Language Selection

English French German Italian Portuguese Spanish

DSL 2.1r1 on old Laptop

Filed under
Linux
Reviews
-s

The developers of Damn Small Linux have announced the availability of the first release candidate of version 2.1. My gentoo install is quite dated on my aging laptop, and due to speed and other certain hardware considerations (like a whiny harddrive after a couple hours of compiling), it isn't likely to be updated again. I decided to see if dsl could run on this ancient Dell laptop.

Damn Small Linux is a damn small linux distribution, literally. For those who don't know, it's a 50mb livecd that is also installable onto your harddrive or an usb key. It's a fully functional system consisting of an graphical interface featuring the fluxbox window manager and many useful applications and utilities/tools.

The Change log for 2.1r1 includes:
1. Improved SATA boot time support (see f3)
2. USB 2.0 boot time support fixed typo
3. Torsmo replaces asmem, wmcpuload, & wmnet to better support both window managers.
4. Ted replaces Flwriter
5. Updated xtdesk improved dragging when double click enabled.
6. New Icontool GUI controls many icon features.
7. Added missing tools section to jwm menu.

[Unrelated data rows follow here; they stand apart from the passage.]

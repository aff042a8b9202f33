// ABOUTME: Firebase Authentication token validation module
// ABOUTME: Validates Firebase ID tokens using Google's public keys with automatic key caching
//
// SPDX-License-Identifier: MIT OR Apache-2.0
// Copyright (c) 2025 Pierre Fitness Intelligence

//! Firebase Authentication Token Validation
//!
//! This module provides:
//! - Firebase ID token validation using Google's public keys
//! - Automatic key fetching and caching from Google's JWKS endpoint
//! - Token claims extraction (email, provider, etc.)
//!
//! ## Security Model
//!
//! - Public keys fetched from Google's official endpoint
//! - Keys cached based on Cache-Control header (typically 1 hour)
//! - Tokens validated for issuer, audience, and expiry
//! - Provider ID extracted from `firebase.sign_in_provider` claim
//!
//! ## Usage
//!
//! ```rust,no_run
//! use pierre_mcp_server::admin::firebase::FirebaseAuth;
//! use pierre_mcp_server::config::environment::FirebaseConfig;
//!
//! # async fn example() -> Result<(), Box<dyn std::error::Error>> {
//! let config = FirebaseConfig {
//!     project_id: Some("my-project".to_string()),
//!     api_key: None,
//!     enabled: true,
//!     key_cache_ttl_secs: 3600,
//! };
//! let firebase = FirebaseAuth::new(config);
//!
//! // Validate a Firebase ID token
//! let claims = firebase.validate_token("eyJ...").await?;
//! println!("User email: {}", claims.email.unwrap_or_default());
//! println!("Provider: {}", claims.provider);
//! # Ok(())
//! # }
//! ```

use std::collections::HashMap;
use std::sync::Arc;

use base64::engine::general_purpose::STANDARD;
use base64::Engine;
use chrono::{DateTime, Duration, Utc};
use jsonwebtoken::errors::ErrorKind;
use jsonwebtoken::{decode, decode_header, Algorithm, DecodingKey, Validation};
use reqwest::Client;
use serde::{Deserialize, Serialize};
use serde_json::Value;
use tokio::sync::RwLock;
use tracing::{debug, info, warn};
use x509_parser::prelude::*;

use crate::config::environment::FirebaseConfig;
use crate::errors::{AppError, AppResult};

/// Google's Firebase public key endpoint
const FIREBASE_CERTS_URL: &str =
    "https://www.googleapis.com/robot/v1/metadata/x509/securetoken@system.gserviceaccount.com";

/// Firebase issuer URL template (includes project ID)
const FIREBASE_ISSUER_TEMPLATE: &str = "https://securetoken.google.com/";

/// Minimum cache TTL in seconds (5 minutes)
const MIN_CACHE_TTL_SECS: i64 = 300;

/// Default cache TTL in seconds if Cache-Control header is missing (1 hour)
const DEFAULT_CACHE_TTL_SECS: i64 = 3600;

/// Cached Firebase public keys
struct CachedKeys {
    /// Key ID to PEM-encoded public key mapping
    keys: HashMap<String, String>,
    /// When the cache expires
    expires_at: DateTime<Utc>,
}

/// Firebase ID token claims
#[derive(Debug, Clone, Serialize, Deserialize)]
pub struct FirebaseClaims {
    /// Issuer (should be `https://securetoken.google.com/<project-id>`)
    pub iss: String,
    /// Audience (should be the Firebase project ID)
    pub aud: String,
    /// Subject (Firebase user UID)
    pub sub: String,
    /// Issued at timestamp
    pub iat: i64,
    /// Expiration timestamp
    pub exp: i64,
    /// User email (if available)
    pub email: Option<String>,
    /// Whether email is verified
    pub email_verified: Option<bool>,
    /// User display name (if available)
    pub name: Option<String>,
    /// User profile picture URL (if available)
    pub picture: Option<String>,
    /// Firebase-specific claims
    #[serde(default)]
    pub firebase: FirebaseSpecificClaims,
    /// Authentication provider extracted from `firebase.sign_in_provider`
    #[serde(skip)]
    pub provider: String,
}

/// Firebase-specific claims within the token
#[derive(Debug, Clone, Serialize, Deserialize, Default)]
pub struct FirebaseSpecificClaims {
    /// Sign-in provider (e.g., "google.com", "apple.com", "password")
    pub sign_in_provider: Option<String>,
    /// Identity claims from the provider
    pub identities: Option<HashMap<String, Value>>,
}

/// Firebase Authentication handler
///
/// Provides token validation with automatic key caching.
/// Thread-safe via `Arc<RwLock<_>>` for concurrent access.
pub struct FirebaseAuth {
    /// Firebase configuration
    config: FirebaseConfig,
    /// HTTP client for fetching public keys
    http_client: Client,
    /// Cached public keys (Arc for sharing across threads)
    cached_keys: Arc<RwLock<Option<CachedKeys>>>,
}

impl FirebaseAuth {
    /// Create a new Firebase authentication handler
    #[must_use]
    pub fn new(config: FirebaseConfig) -> Self {
        Self {
            config,
            http_client: Client::new(),
            cached_keys: Arc::new(RwLock::new(None)),
        }
    }

    /// Check if Firebase authentication is enabled and configured
    #[must_use]
    pub const fn is_enabled(&self) -> bool {
        self.config.is_configured()
    }

    /// Get the Firebase project ID
    #[must_use]
    pub fn project_id(&self) -> Option<&str> {
        self.config.project_id.as_deref()
    }

    /// Validate a Firebase ID token
    ///
    /// # Arguments
    ///
    /// * `token` - The Firebase ID token to validate
    ///
    /// # Returns
    ///
    /// * `Ok(FirebaseClaims)` - The validated token claims
    /// * `Err(AppError)` - If validation fails
    ///
    /// # Errors
    ///
    /// Returns an error if:
    /// - Firebase is not configured
    /// - Token header cannot be decoded
    /// - Public key cannot be found for the token's key ID
    /// - Token signature is invalid
    /// - Token is expired or not yet valid
    /// - Issuer or audience doesn't match
    pub async fn validate_token(&self, token: &str) -> AppResult<FirebaseClaims> {
        // Check if Firebase is configured
        let project_id =
            self.config.project_id.as_ref().ok_or_else(|| {
                AppError::invalid_input("Firebase authentication is not configured")
            })?;

        if !self.config.enabled {
            return Err(AppError::invalid_input(
                "Firebase authentication is disabled",
            ));
        }

        // Decode the token header to get the key ID
        let header = decode_header(token).map_err(|e| {
            debug!(error = %e, "Failed to decode Firebase token header");
            AppError::auth_invalid("Invalid token format")
        })?;

        let kid = header.kid.ok_or_else(|| {
            debug!("Firebase token missing key ID (kid) in header");
            AppError::auth_invalid("Token missing key ID")
        })?;

        // Get the public key for this key ID
        let pem_key = self.get_public_key(&kid).await?;

        // Create the decoding key from the PEM
        let decoding_key = DecodingKey::from_rsa_pem(pem_key.as_bytes()).map_err(|e| {
            warn!(error = %e, kid = %kid, "Failed to create decoding key from PEM");
            AppError::internal(format!("Invalid public key: {e}"))
        })?;

        // Set up validation
        let mut validation = Validation::new(Algorithm::RS256);
        validation.set_audience(&[project_id]);
        validation.set_issuer(&[format!("{FIREBASE_ISSUER_TEMPLATE}{project_id}")]);

        // Decode and validate the token
        let token_data =
            decode::<FirebaseClaims>(token, &decoding_key, &validation).map_err(|e| {
                debug!(error = %e, "Firebase token validation failed");
                match e.kind() {
                    ErrorKind::ExpiredSignature => AppError::auth_expired(),
                    ErrorKind::InvalidAudience => AppError::auth_invalid("Invalid token audience"),
                    ErrorKind::InvalidIssuer => AppError::auth_invalid("Invalid token issuer"),
                    _ => AppError::auth_invalid("Invalid token"),
                }
            })?;

        // Extract the provider from firebase.sign_in_provider
        let mut claims = token_data.claims;
        claims.provider = claims
            .firebase
            .sign_in_provider
            .clone()
            .unwrap_or_else(|| "unknown".to_owned());

        info!(
            user_id = %claims.sub,
            provider = %claims.provider,
            "Firebase token validated successfully"
        );
        debug!(
            user_id = %claims.sub,
            email = claims.email.as_deref().unwrap_or("(none)"),
            "Firebase token claims detail"
        );

        Ok(claims)
    }

    /// Get the public key for a given key ID
    ///
    /// Fetches keys from cache or Google's endpoint if cache is expired.
    async fn get_public_key(&self, kid: &str) -> AppResult<String> {
        // Check if we have a valid cached key
        if let Some(key) = self.try_get_cached_key(kid).await {
            return Ok(key);
        }

        // Fetch fresh keys
        self.refresh_keys().await?;

        // Try to get the key from the refreshed cache
        self.get_cached_key_or_error(kid).await
    }

    /// Try to get a key from the cache if valid
    async fn try_get_cached_key(&self, kid: &str) -> Option<String> {
        let result = {
            let cache = self.cached_keys.read().await;
            cache.as_ref().and_then(|cached| {
                if cached.expires_at > Utc::now() {
                    cached.keys.get(kid).cloned()
                } else {
                    None
                }
            })
        };
        if result.is_some() {
            debug!(kid = %kid, "Using cached Firebase public key");
        }
        result
    }

    /// Get a key from cache or return error
    async fn get_cached_key_or_error(&self, kid: &str) -> AppResult<String> {
        let result = {
            let cache = self.cached_keys.read().await;
            cache
                .as_ref()
                .ok_or_else(|| AppError::internal("Failed to fetch Firebase public keys"))
                .and_then(|cached| {
                    cached.keys.get(kid).cloned().ok_or_else(|| {
                        debug!(kid = %kid, "Firebase public key not found for kid");
                        AppError::auth_invalid("Unknown token signing key")
                    })
                })
        };
        result
    }

    /// Refresh the public key cache from Google's endpoint
    async fn refresh_keys(&self) -> AppResult<()> {
        info!("Fetching Firebase public keys from Google");

        let (certs, cache_ttl) = self.fetch_google_certificates().await?;
        let keys = convert_certs_to_keys(certs)?;
        self.update_cache(keys, cache_ttl).await;

        Ok(())
    }

    /// Fetch X.509 certificates from Google's endpoint
    async fn fetch_google_certificates(&self) -> AppResult<(HashMap<String, String>, i64)> {
        let response = self
            .http_client
            .get(FIREBASE_CERTS_URL)
            .send()
            .await
            .map_err(|e| {
                warn!(error = %e, "Failed to fetch Firebase public keys");
                AppError::internal(format!("Failed to fetch Firebase public keys: {e}"))
            })?;

        // Parse cache TTL from Cache-Control header
        let cache_ttl = response
            .headers()
            .get("cache-control")
            .and_then(|v| v.to_str().ok())
            .and_then(parse_max_age)
            .unwrap_or(DEFAULT_CACHE_TTL_SECS)
            .max(MIN_CACHE_TTL_SECS);

        // Parse the response body as a map of kid -> X.509 certificate
        let certs: HashMap<String, String> = response.json().await.map_err(|e| {
            warn!(error = %e, "Failed to parse Firebase public keys response");
            AppError::internal(format!("Failed to parse Firebase public keys: {e}"))
        })?;

        Ok((certs, cache_ttl))
    }

    /// Update the key cache with new keys
    async fn update_cache(&self, keys: HashMap<String, String>, cache_ttl: i64) {
        let expires_at = Utc::now() + Duration::seconds(cache_ttl);

        info!(
            num_keys = keys.len(),
            cache_ttl_secs = cache_ttl,
            expires_at = %expires_at,
            "Firebase public keys cached"
        );

        let mut cache = self.cached_keys.write().await;
        *cache = Some(CachedKeys { keys, expires_at });
    }
}

/// Convert X.509 certificates to PEM-encoded public keys
fn convert_certs_to_keys(certs: HashMap<String, String>) -> AppResult<HashMap<String, String>> {
    let mut keys = HashMap::with_capacity(certs.len());
    for (kid, cert_pem) in certs {
        match extract_public_key_from_cert(&cert_pem) {
            Ok(public_key_pem) => {
                keys.insert(kid, public_key_pem);
            }
            Err(e) => {
                warn!(kid = %kid, error = %e, "Failed to extract public key from certificate");
            }
        }
    }

    if keys.is_empty() {
        return Err(AppError::internal("No valid Firebase public keys found"));
    }

    Ok(keys)
}

/// Parse max-age value from Cache-Control header
///
/// Example: "public, max-age=3600, must-revalidate" -> 3600
fn parse_max_age(cache_control: &str) -> Option<i64> {
    cache_control
        .split(',')
        .map(str::trim)
        .find(|s| s.starts_with("max-age="))
        .and_then(|s| s.strip_prefix("max-age="))
        .and_then(|s| s.parse().ok())
}

/// Extract the public key from an X.509 certificate in PEM format
///
/// Firebase returns X.509 certificates, but we need the RSA public key
/// for JWT validation.
fn extract_public_key_from_cert(cert_pem: &str) -> AppResult<String> {
    // Parse the PEM-encoded certificate
    let (_, pem) = parse_x509_pem(cert_pem.as_bytes())
        .map_err(|e| AppError::internal(format!("Failed to parse X.509 PEM: {e}")))?;

    // Parse the X.509 certificate
    let (_, cert) = X509Certificate::from_der(&pem.contents)
        .map_err(|e| AppError::internal(format!("Failed to parse X.509 certificate: {e}")))?;

    // Get the subject public key info (SPKI)
    let spki = cert.public_key();

    // Convert SPKI to PEM format
    // The SPKI is already in DER format, we just need to PEM-encode it
    let spki_der = spki.raw;
    let pem_encoded = format!(
        "-----BEGIN PUBLIC KEY-----\n{}\n-----END PUBLIC KEY-----",
        STANDARD
            .encode(spki_der)
            .chars()
            .collect::<Vec<_>>()
            .chunks(64)
            .map(|c| c.iter().collect::<String>())
            .collect::<Vec<_>>()
            .join("\n")
    );

    Ok(pem_encoded)
}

Well, the first test, to see if it would boot with only 80mb ram.

I needed to download and dd the bootfloppy img due to the fact that this laptop is so old, it doesn't support booting from the cdrom. How long before it's a fish sinker? Well, that may be inevitable, but it's not a fact today. My old laptop did in fact boot dsl on a p1 with only 80mb ram. However, (you knew there was a however, right?), the video/display wasn't very readable when just hitting enter at the boot prompt. I decided to reboot and try some of those fb modes the F2 options screen suggests is for laptops. Crossing my fingers I tried fb1024x768. When that didn't work, I tried fb800x600. That was the ticket. I was in. I was thrilled. I was comforted by the telltale "beep, beep" of the pcmcia network being activated (although it turned out to be short-lived). Then I was asked about which x server module to use, xvesa or xfbdev. I chose xfbdev and was asked about my lang and mouse. At the answering of those questions, X started and looked beautiful and my scroll ball mouse device worked too. Damn Small Linux scores again!

        

Fly in the ointment:

My old and commonly recognized pcmcia wireless network card (linksys wpc11 rev3 that uses orinoco) was incorrectly detected as some Bromax unsupported/unknown card. One can modprobe orinoco and it'd get loaded without error. Still no wlan or eth0 device was available. Also not correctly setup was my netgear FA411 wired pcmcia netcard (that uses 8390). However, we did have some luck with a 3Com/Megahertz 3CCFEM556B. So, whoops. One strike against. Have to, a laptop just isn't any fun if the wireless doesn't work. It's not just me, please see this post for confirmation.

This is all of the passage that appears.